Blurb: Sebastian Lewis never expected to become a duke. But with the sudden deaths of his cousin and uncle, Sebastian’s position changes. He is determined to fulfill his new responsibilities with grace, even if it means remarrying, and even if the attractions of women, so often lauded by poets, fail to interest him.

Captain William Carlisle, newly returned from India, is elated when he meets Sebastian. Nobody knows of his inclinations, but his harrowing experiences in battle have prompted him to reach for the type of companionship he longs for. He thinks Sebastian might feel an attraction as well, but to his dismay, he discovers that Sebastian is courting his sister Dorothea.

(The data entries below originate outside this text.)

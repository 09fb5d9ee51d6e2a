#![cfg_attr(target_os = "none", no_std)]
#![cfg_attr(target_os = "none", no_main)]

#[cfg(target_os = "none")]
extern crate panic_halt;

mod config;
mod hw;
mod indicator;
mod status;

#[cfg(target_os = "none")]
mod runtime;

#[cfg(not(target_os = "none"))]
fn main() {}
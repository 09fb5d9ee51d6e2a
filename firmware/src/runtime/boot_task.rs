use embassy_time::Delay;
use indicator_core::boot::BootSequencer;
use indicator_core::readiness::ReadinessFlag;

use crate::config::INDICATOR_CONFIG;
use crate::indicator::{self, BlinkProducer, IndicatorRouter};
use crate::status::SharedStatus;

#[embassy_executor::task]
pub async fn run(
    router: &'static IndicatorRouter,
    mut queue: BlinkProducer<'static>,
    readiness: &'static ReadinessFlag,
) {
    let sequencer = BootSequencer::new(INDICATOR_CONFIG, SharedStatus, router.connectivity());
    let report = sequencer.run(&mut queue, &mut Delay, readiness).await;
    indicator::report_boot(&report);
}
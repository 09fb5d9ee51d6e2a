#![no_std]

// Shared logic for the status indicator.
//
// Everything here stays portable across the MCU firmware and the host
// emulator: no standard library, no executor, no logging. Hardware, timing and
// the surrounding subsystems are reached through the traits in `light`,
// `sources` and `embedded_hal_async::delay::DelayNs`.

pub mod blink;
pub mod boot;
pub mod config;
pub mod events;
pub mod gauge;
pub mod light;
pub mod mappers;
pub mod queue;
pub mod readiness;
pub mod renderer;
pub mod sources;
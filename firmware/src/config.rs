//! Indicator configuration selected by cargo features.

use indicator_core::config::{IndicatorConfig, Reporting, SplitRole};

/// Index of the indicator inside [`crate::hw::GpioLeds`].
pub const INDICATOR_LED_INDEX: u8 = 0;

/// Number of lights wired to the LED bank.
pub const LED_COUNT: usize = 1;

const REPORTING: Reporting = Reporting {
    connectivity: cfg!(feature = "connectivity-reporting"),
    battery: cfg!(feature = "battery-reporting"),
    layer: cfg!(feature = "layer-reporting"),
};

const ROLE: SplitRole = if cfg!(feature = "split-peripheral") {
    SplitRole::Peripheral
} else {
    SplitRole::Central
};

/// Configuration shared by every indicator task.
pub const INDICATOR_CONFIG: IndicatorConfig = IndicatorConfig::DEFAULT
    .with_led_index(INDICATOR_LED_INDEX)
    .with_reporting(REPORTING)
    .with_role(ROLE);

const _: () = assert!(
    INDICATOR_CONFIG.is_valid(),
    "indicator battery thresholds must satisfy critical <= low <= high <= 100"
);
const _: () = assert!(
    (INDICATOR_LED_INDEX as usize) < LED_COUNT,
    "indicator LED index is outside the LED bank"
);
//! Blink rates and the request values that travel through the blink queue.

/// Qualitative blink speed. Each rate other than [`BlinkRate::Off`] renders a
/// single on/off cycle with a fixed half-period.
#[derive(Copy, Clone, Debug, Eq, PartialEq)]
pub enum BlinkRate {
    Off,
    Slow,
    Medium,
    Fast,
    Frantic,
}

impl BlinkRate {
    /// Time the light stays on, and then off, for one cycle of this rate.
    ///
    /// Returns `None` for [`BlinkRate::Off`], which never sleeps.
    #[must_use]
    pub const fn half_period_ms(self) -> Option<u32> {
        match self {
            BlinkRate::Off => None,
            BlinkRate::Slow => Some(300),
            BlinkRate::Medium => Some(150),
            BlinkRate::Fast => Some(80),
            BlinkRate::Frantic => Some(20),
        }
    }

    /// Short label used in log lines.
    #[must_use]
    pub const fn label(self) -> &'static str {
        match self {
            BlinkRate::Off => "off",
            BlinkRate::Slow => "slow",
            BlinkRate::Medium => "medium",
            BlinkRate::Fast => "fast",
            BlinkRate::Frantic => "frantic",
        }
    }
}

/// One indicator pattern waiting to be rendered.
#[derive(Copy, Clone, Debug, Eq, PartialEq)]
pub struct BlinkRequest {
    pub rate: BlinkRate,
    /// Nominal time spent in this pattern. The renderer plays exactly one
    /// cycle per request, so this does not bound a repeat loop.
    pub duration_ms: u16,
    /// Marks the startup battery indication.
    pub is_first: bool,
    /// Idle time after rendering; `0` selects the configured default gap.
    pub gap_after_ms: u16,
}

impl BlinkRequest {
    /// Creates a request that uses the default inter-request gap.
    #[must_use]
    pub const fn new(rate: BlinkRate, duration_ms: u16) -> Self {
        Self {
            rate,
            duration_ms,
            is_first: false,
            gap_after_ms: 0,
        }
    }

    /// Returns a copy with an explicit gap after rendering.
    #[must_use]
    pub const fn with_gap(mut self, gap_after_ms: u16) -> Self {
        self.gap_after_ms = gap_after_ms;
        self
    }

    /// Returns a copy marked as the startup indication.
    #[must_use]
    pub const fn first(mut self) -> Self {
        self.is_first = true;
        self
    }

    /// Resolves the gap to sleep after this request.
    #[must_use]
    pub const fn gap_ms(&self, default_gap_ms: u16) -> u16 {
        if self.gap_after_ms > 0 {
            self.gap_after_ms
        } else {
            default_gap_ms
        }
    }
}
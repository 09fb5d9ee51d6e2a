//! Build-time configuration for the indicator.
//!
//! Firmware assembles an [`IndicatorConfig`] in a `const` from its cargo
//! features; nothing here changes once the device is running.

use core::fmt;

/// Role of this half in a split keyboard, or [`SplitRole::Central`] for a
/// standalone board.
#[derive(Copy, Clone, Debug, Eq, PartialEq)]
pub enum SplitRole {
    Central,
    Peripheral,
}

/// Durations used when building blink requests.
#[derive(Copy, Clone, Debug, Eq, PartialEq)]
pub struct BlinkTiming {
    /// Duration attached to connectivity indications.
    pub output_blink_ms: u16,
    /// Duration attached to battery indications.
    pub battery_blink_ms: u16,
    /// Duration and gap used by the layer count pattern.
    pub layer_blink_ms: u16,
    /// Default idle time between two rendered requests.
    pub interval_ms: u16,
    /// Delay before the boot sequencer starts.
    pub boot_delay_ms: u16,
}

impl BlinkTiming {
    pub const DEFAULT: Self = Self {
        output_blink_ms: 3_000,
        battery_blink_ms: 2_000,
        layer_blink_ms: 100,
        interval_ms: 500,
        boot_delay_ms: 200,
    };
}

/// Battery charge thresholds, in percent.
#[derive(Copy, Clone, Debug, Eq, PartialEq)]
pub struct BatteryThresholds {
    pub critical: u8,
    pub low: u8,
    pub high: u8,
}

impl BatteryThresholds {
    pub const DEFAULT: Self = Self {
        critical: 5,
        low: 20,
        high: 80,
    };

    #[must_use]
    pub const fn new(critical: u8, low: u8, high: u8) -> Self {
        Self {
            critical,
            low,
            high,
        }
    }
}

/// Which event sources drive the indicator.
#[derive(Copy, Clone, Debug, Eq, PartialEq)]
pub struct Reporting {
    pub connectivity: bool,
    pub battery: bool,
    pub layer: bool,
}

impl Reporting {
    pub const ALL: Self = Self {
        connectivity: true,
        battery: true,
        layer: true,
    };
}

/// Reason a configuration was rejected.
#[derive(Copy, Clone, Debug, Eq, PartialEq)]
pub enum ConfigError {
    /// A battery threshold lies above 100 %.
    ThresholdOutOfRange(u8),
    /// Thresholds must satisfy `critical <= low <= high`.
    ThresholdOrder,
}

impl fmt::Display for ConfigError {
    fn fmt(&self, f: &mut fmt::Formatter<'_>) -> fmt::Result {
        match self {
            ConfigError::ThresholdOutOfRange(value) => {
                write!(f, "battery threshold {value}% is above 100%")
            }
            ConfigError::ThresholdOrder => {
                f.write_str("battery thresholds must satisfy critical <= low <= high")
            }
        }
    }
}

/// Complete indicator configuration.
#[derive(Copy, Clone, Debug, Eq, PartialEq)]
pub struct IndicatorConfig {
    /// Index of the indicator inside the light driver.
    pub led_index: u8,
    pub timing: BlinkTiming,
    pub battery: BatteryThresholds,
    pub reporting: Reporting,
    pub role: SplitRole,
}

impl IndicatorConfig {
    pub const DEFAULT: Self = Self {
        led_index: 0,
        timing: BlinkTiming::DEFAULT,
        battery: BatteryThresholds::DEFAULT,
        reporting: Reporting::ALL,
        role: SplitRole::Central,
    };

    #[must_use]
    pub const fn with_role(mut self, role: SplitRole) -> Self {
        self.role = role;
        self
    }

    #[must_use]
    pub const fn with_reporting(mut self, reporting: Reporting) -> Self {
        self.reporting = reporting;
        self
    }

    #[must_use]
    pub const fn with_thresholds(mut self, battery: BatteryThresholds) -> Self {
        self.battery = battery;
        self
    }

    #[must_use]
    pub const fn with_timing(mut self, timing: BlinkTiming) -> Self {
        self.timing = timing;
        self
    }

    #[must_use]
    pub const fn with_led_index(mut self, led_index: u8) -> Self {
        self.led_index = led_index;
        self
    }

    /// Layer reporting only applies where the keymap lives.
    #[must_use]
    pub const fn reports_layers(&self) -> bool {
        self.reporting.layer && matches!(self.role, SplitRole::Central)
    }

    /// Checks the battery thresholds.
    ///
    /// # Errors
    ///
    /// Returns [`ConfigError`] when a threshold exceeds 100 % or the
    /// thresholds are out of order.
    pub const fn validate(&self) -> Result<(), ConfigError> {
        let BatteryThresholds {
            critical,
            low,
            high,
        } = self.battery;
        if critical > 100 {
            return Err(ConfigError::ThresholdOutOfRange(critical));
        }
        if low > 100 {
            return Err(ConfigError::ThresholdOutOfRange(low));
        }
        if high > 100 {
            return Err(ConfigError::ThresholdOutOfRange(high));
        }
        if critical > low || low > high {
            return Err(ConfigError::ThresholdOrder);
        }
        Ok(())
    }

    /// `const` form of [`IndicatorConfig::validate`] for compile-time asserts.
    #[must_use]
    pub const fn is_valid(&self) -> bool {
        self.validate().is_ok()
    }
}

impl Default for IndicatorConfig {
    fn default() -> Self {
        Self::DEFAULT
    }
}
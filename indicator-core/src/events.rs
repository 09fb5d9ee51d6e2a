//! Events delivered to the indicator and the listener capability mappers
//! implement.
//!
//! Registration and delivery belong to the event bus; the indicator only
//! provides listeners that decide and enqueue without blocking.

use crate::queue::{BlinkQueueProducer, EnqueueTally};
use crate::readiness::Readiness;

/// Active profile (central) or split link (peripheral) changed.
#[derive(Copy, Clone, Debug, Eq, PartialEq)]
pub struct ConnectivityChanged;

/// Battery charge changed.
#[derive(Copy, Clone, Debug, Eq, PartialEq)]
pub struct BatteryStateChanged {
    pub state_of_charge: u8,
}

/// A keymap layer was activated or deactivated.
#[derive(Copy, Clone, Debug, Eq, PartialEq)]
pub struct LayerStateChanged {
    pub layer: u8,
    pub active: bool,
}

/// Any event the indicator subscribes to.
#[derive(Copy, Clone, Debug, Eq, PartialEq)]
pub enum IndicatorEvent {
    Connectivity(ConnectivityChanged),
    Battery(BatteryStateChanged),
    Layer(LayerStateChanged),
}

impl IndicatorEvent {
    /// Short label used in log lines.
    #[must_use]
    pub const fn label(&self) -> &'static str {
        match self {
            IndicatorEvent::Connectivity(_) => "connectivity",
            IndicatorEvent::Battery(_) => "battery",
            IndicatorEvent::Layer(_) => "layer",
        }
    }
}

impl From<ConnectivityChanged> for IndicatorEvent {
    fn from(event: ConnectivityChanged) -> Self {
        IndicatorEvent::Connectivity(event)
    }
}

impl From<BatteryStateChanged> for IndicatorEvent {
    fn from(event: BatteryStateChanged) -> Self {
        IndicatorEvent::Battery(event)
    }
}

impl From<LayerStateChanged> for IndicatorEvent {
    fn from(event: LayerStateChanged) -> Self {
        IndicatorEvent::Layer(event)
    }
}

/// Outcome of handing one event to a listener.
#[derive(Copy, Clone, Debug, Eq, PartialEq)]
pub enum Dispatch {
    /// Boot has not finished; the event was dropped.
    NotReady,
    /// The event does not call for an indication.
    Ignored,
    /// Requests were offered to the queue.
    Queued(EnqueueTally),
}

impl Dispatch {
    /// Number of requests the queue accepted.
    #[must_use]
    pub const fn accepted(&self) -> u8 {
        match self {
            Dispatch::Queued(tally) => tally.accepted,
            Dispatch::NotReady | Dispatch::Ignored => 0,
        }
    }

    /// Number of requests dropped because the queue was full.
    #[must_use]
    pub const fn dropped(&self) -> u8 {
        match self {
            Dispatch::Queued(tally) => tally.dropped,
            Dispatch::NotReady | Dispatch::Ignored => 0,
        }
    }
}

/// Single-method subscription capability.
pub trait EventListener<E> {
    /// Decides what to show for `event` and enqueues it without blocking.
    fn on_event<Q: BlinkQueueProducer>(
        &self,
        event: &E,
        readiness: Readiness,
        queue: &mut Q,
    ) -> Dispatch;
}
mod device;
mod grammar;
mod session;

use std::env;
use std::io::{self, BufRead, Write};
use std::process;

use indicator_core::config::SplitRole;
use grammar::parse_role as role_from_tag;
use session::Session;

fn main() -> io::Result<()> {
    let role = parse_role().unwrap_or_else(|err| {
        eprintln!("{err}");
        eprintln!("Usage: indicator-emulator [--role <central|peripheral>]");
        process::exit(2);
    });

    let stdin = io::stdin();
    let mut reader = stdin.lock();
    let mut session = Session::start(role);
    let mut line = String::new();

    println!("Indicator emulator ready. Type `help` for commands or `exit` to quit.");

    loop {
        line.clear();
        print!("> ");
        io::stdout().flush()?;

        let bytes_read = reader.read_line(&mut line)?;
        if bytes_read == 0 {
            println!();
            break;
        }

        let trimmed = line.trim();
        if trimmed.is_empty() {
            continue;
        }

        if should_terminate(trimmed) {
            println!("Session closed.");
            break;
        }

        for response in session.handle_command(trimmed) {
            println!("{response}");
        }
    }

    Ok(())
}

fn should_terminate(input: &str) -> bool {
    input.eq_ignore_ascii_case("exit") || input.eq_ignore_ascii_case("quit")
}

fn parse_role() -> Result<SplitRole, String> {
    let mut args = env::args().skip(1);
    if let Some(arg) = args.next() {
        if let Some(value) = arg.strip_prefix("--role=") {
            role_from_tag(value)
        } else if arg == "--role" {
            if let Some(value) = args.next() {
                role_from_tag(&value)
            } else {
                Err("Expected value after --role".to_string())
            }
        } else {
            role_from_tag(&arg)
        }
    } else {
        Ok(SplitRole::Central)
    }
}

After a semi-arranged engagement and a disconcerting romantic tangle with William, Sebastian escapes London to look after his manor, only to face mysterious thefts, a headless ghost, and the arrival of his fiancée, her brother, and his family. Sebastian’s new estate sits on the south coast, England’s most vulnerable location, and Napoleon has set his sights on conquering the area. Amid this growing turmoil, Sebastian must sort out his feelings for his fiancée’s brother and keep his home safe . . . and determine if he has the courage to reach for his own happiness in the process.

England in 1804, at war with France, struggling to consolidate power in India, when Georgian ideals of piety and decorum ruled society. A woman’s reputation mattered as much as her fortune, and men could be hanged at the yardarm for consorting with each other.

Of course, all sorts of scandalous things still went on, though people were much more cautious about being caught. Such is the story Alexandra Ainsworth has given us. From a chance meeting while pursuing an errant hat, Sebastian and William have to overcome understanding what it is they want to being able to reach for it without the other taking offense. Because of the delicacy of this dance and the huge amounts of self-questioning, the story moves slowly. The two are thrown together often. Sebastian never expected to inherit the dukedom and the entailed properties, nor to find himself engaged to his cousin/predecessor’s fiancée. It’s a situation where secrets can fall out of closets like improperly stored skeletons, not played for laughs.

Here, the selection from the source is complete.